▸ **Source records**:
::::::
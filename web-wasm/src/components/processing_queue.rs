//! 処理キューの一覧

use crate::state::ReviewHandle;
use leptos::prelude::*;
use receipt_review_common::fields::confidence_percent;
use receipt_review_common::QueueStatus;

/// 1行分の表示データ
#[derive(Clone, PartialEq)]
struct QueueRow {
    index: usize,
    name: String,
    status: QueueStatus,
    confidence: Option<u32>,
    current: bool,
}

#[component]
pub fn ProcessingQueue<S, R, A>(
    store: ReviewHandle,
    on_select: S,
    on_remove: R,
    on_remove_all: A,
) -> impl IntoView
where
    S: Fn(usize) + Clone + Send + Sync + 'static,
    R: Fn(usize) + Clone + Send + Sync + 'static,
    A: Fn() + Clone + Send + Sync + 'static,
{
    let rows = move || {
        store.with(|s| {
            let current = s.queue.current_index();
            s.queue
                .items()
                .iter()
                .enumerate()
                .map(|(index, item)| QueueRow {
                    index,
                    name: item.name.clone(),
                    status: item.status(),
                    confidence: item.confidence.map(confidence_percent),
                    current: index == current,
                })
                .collect::<Vec<_>>()
        })
    };
    let count = move || store.with(|s| s.queue.len());

    view! {
        <div class="queue">
            <div class="queue-header">
                <h3>{move || format!("قائمة الانتظار ({})", count())}</h3>
                <button class="btn-link danger" on:click=move |_| on_remove_all()>
                    "حذف الكل"
                </button>
            </div>
            <ul class="queue-list">
                {move || {
                    rows()
                        .into_iter()
                        .map(|row| {
                            let on_select = on_select.clone();
                            let on_remove = on_remove.clone();
                            let index = row.index;
                            view! {
                                <li
                                    class="queue-item"
                                    class:current=row.current
                                    on:click=move |_| on_select(index)
                                >
                                    <div class="queue-item-top">
                                        <span class="queue-name" title=row.name.clone()>{row.name.clone()}</span>
                                        <button
                                            class="queue-remove"
                                            title="حذف"
                                            on:click=move |ev| {
                                                ev.stop_propagation();
                                                on_remove(index);
                                            }
                                        >
                                            "×"
                                        </button>
                                    </div>
                                    <span class=format!("badge status-{}", row.status.as_str())>
                                        {row.status.label()}
                                    </span>
                                    {row.confidence.map(|percent| view! {
                                        <div class="confidence-bar">
                                            <div class="confidence-fill" style=format!("width: {}%", percent)></div>
                                        </div>
                                    })}
                                </li>
                            }
                        })
                        .collect_view()
                }}
            </ul>
        </div>
    }
}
::::::
Reproduce exactly the lines from the beginning of the entries above up to and including the line that contains "let rows = move".

filename web-wasm/src/components/processing_queue.rs
//! 処理キューの一覧

use crate::state::ReviewHandle;
use leptos::prelude::*;
use receipt_review_common::fields::confidence_percent;
use receipt_review_common::QueueStatus;

/// 1行分の表示データ
#[derive(Clone, PartialEq)]
struct QueueRow {
    index: usize,
    name: String,
    status: QueueStatus,
    confidence: Option<u32>,
    current: bool,
}

#[component]
pub fn ProcessingQueue<S, R, A>(
    store: ReviewHandle,
    on_select: S,
    on_remove: R,
    on_remove_all: A,
) -> impl IntoView
where
    S: Fn(usize) + Clone + Send + Sync + 'static,
    R: Fn(usize) + Clone + Send + Sync + 'static,
    A: Fn() + Clone + Send + Sync + 'static,
{
    let rows = move || {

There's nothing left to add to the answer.